**WORK TO BE COMPLETED**:
This exercise calls for every line of the listing below that contains the word "StructureRequest".

^^^^

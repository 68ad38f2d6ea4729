//! Error types for Speida.

use thiserror::Error;

/// Library-level error type for Speida operations.
#[derive(Error, Debug)]
pub enum SpeidaError {
    #[error("Configuration error: {0}")]
    Config(String),

    #[error("Scrape failed: {0}")]
    Scrape(String),

    #[error("Transcript fetch failed: {0}")]
    Transcript(String),

    #[error("Caption lookup failed: {0}")]
    Captions(String),

    #[error("Video search failed: {0}")]
    VideoSearch(String),

    #[error("Profile fetch failed: {0}")]
    Profile(String),

    #[error("LLM error: {0}")]
    Llm(String),

    #[error("IO error: {0}")]
    Io(#[from] std::io::Error),

    #[error("JSON error: {0}")]
    Json(#[from] serde_json::Error),

    #[error("TOML parse error: {0}")]
    TomlParse(#[from] toml::de::Error),

    #[error("HTTP error: {0}")]
    Http(#[from] reqwest::Error),

    #[error("External tool not found: {0}. Please install it and ensure it's in your PATH.")]
    ToolNotFound(String),

    #[error("External tool failed: {0}")]
    ToolFailed(String),

    #[error("Invalid input: {0}")]
    InvalidInput(String),
}

/// Result type alias for Speida operations.
pub type Result<T> = std::result::Result<T, SpeidaError>;
//! HTTP API server for integration with other systems.
//!
//! Exposes the four tools as REST endpoints. Results carry the same plain
//! text contract as the MCP surface: the payload, or a marked error string.

use crate::cli::Output;
use crate::config::Settings;
use crate::toolkit::Toolkit;
use axum::{
    extract::State,
    response::IntoResponse,
    routing::{get, post},
    Json, Router,
};
use serde::{Deserialize, Serialize};
use std::sync::Arc;
use tower_http::cors::{Any, CorsLayer};

/// Shared application state.
struct AppState {
    toolkit: Toolkit,
}

/// Run the HTTP API server.
pub async fn run_serve(host: &str, port: u16, settings: Settings) -> anyhow::Result<()> {
    let toolkit = Toolkit::new(settings)?;
    let state = Arc::new(AppState { toolkit });

    let cors = CorsLayer::new()
        .allow_origin(Any)
        .allow_methods(Any)
        .allow_headers(Any);

    let app = Router::new()
        .route("/health", get(health))
        .route("/website", post(website))
        .route("/video", post(video))
        .route("/linkedin", post(linkedin))
        .route("/structure", post(structure))
        .layer(cors)
        .with_state(state);

    let addr = format!("{}:{}", host, port);
    let listener = tokio::net::TcpListener::bind(&addr).await?;

    Output::header("Speida API Server");
    println!();
    Output::success(&format!("Listening on http://{}", addr));
    println!();
    println!("Endpoints:");
    Output::kv("Health", "GET  /health");
    Output::kv("Analyze Website", "POST /website");
    Output::kv("Ask Video Question", "POST /video");
    Output::kv("Analyze LinkedIn", "POST /linkedin");
    Output::kv("Structure Text", "POST /structure");
    println!();
    Output::info("Press Ctrl+C to stop the server.");

    axum::serve(listener, app).await?;

    Ok(())
}

// === Request/Response Types ===

#[derive(Deserialize)]
struct WebsiteRequest {
    url: String,
    question: String,
    #[serde(default)]
    structured: bool,
}

#[derive(Deserialize)]
struct VideoRequest {
    video_url_or_query: String,
    question: String,
    #[serde(default)]
    structured: bool,
}

#[derive(Deserialize)]
struct LinkedinRequest {
    linkedin_link: String,
    #[serde(default)]
    structured: bool,
}

#[derive(Deserialize)]
struct StructureRequest {
    input_data: String,
}

#[derive(Serialize)]
struct ToolResponse {
    result: String,
}

// === Handlers ===

async fn health() -> impl IntoResponse {
    Json(serde_json::json!({ "status": "ok" }))
}

async fn website(
    State(state): State<Arc<AppState>>,
    Json(req): Json<WebsiteRequest>,
) -> impl IntoResponse {
    let result = state.toolkit.analyze_website(&req.url, &req.question).await;
    let result = maybe_structure(&state.toolkit, result, req.structured).await;
    Json(ToolResponse { result })
}

async fn video(
    State(state): State<Arc<AppState>>,
    Json(req): Json<VideoRequest>,
) -> impl IntoResponse {
    let result = state
        .toolkit
        .ask_video_question(&req.video_url_or_query, &req.question)
        .await;
    let result = maybe_structure(&state.toolkit, result, req.structured).await;
    Json(ToolResponse { result })
}

async fn linkedin(
    State(state): State<Arc<AppState>>,
    Json(req): Json<LinkedinRequest>,
) -> impl IntoResponse {
    let result = state.toolkit.analyze_linkedin(&req.linkedin_link).await;
    let result = maybe_structure(&state.toolkit, result, req.structured).await;
    Json(ToolResponse { result })
}

async fn structure(
    State(state): State<Arc<AppState>>,
    Json(req): Json<StructureRequest>,
) -> impl IntoResponse {
    let result = state.toolkit.structure_text(&req.input_data).await;
    Json(ToolResponse { result })
}

async fn maybe_structure(toolkit: &Toolkit, result: String, structured: bool) -> String {
    use crate::toolkit::ERROR_MARKER;

    if structured && !result.starts_with(ERROR_MARKER) {
        toolkit.structure_text(&result).await
    } else {
        result
    }
}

^^^^

**TASK RESPONSE**:
struct StructureRequest {
    Json(req): Json<StructureRequest>,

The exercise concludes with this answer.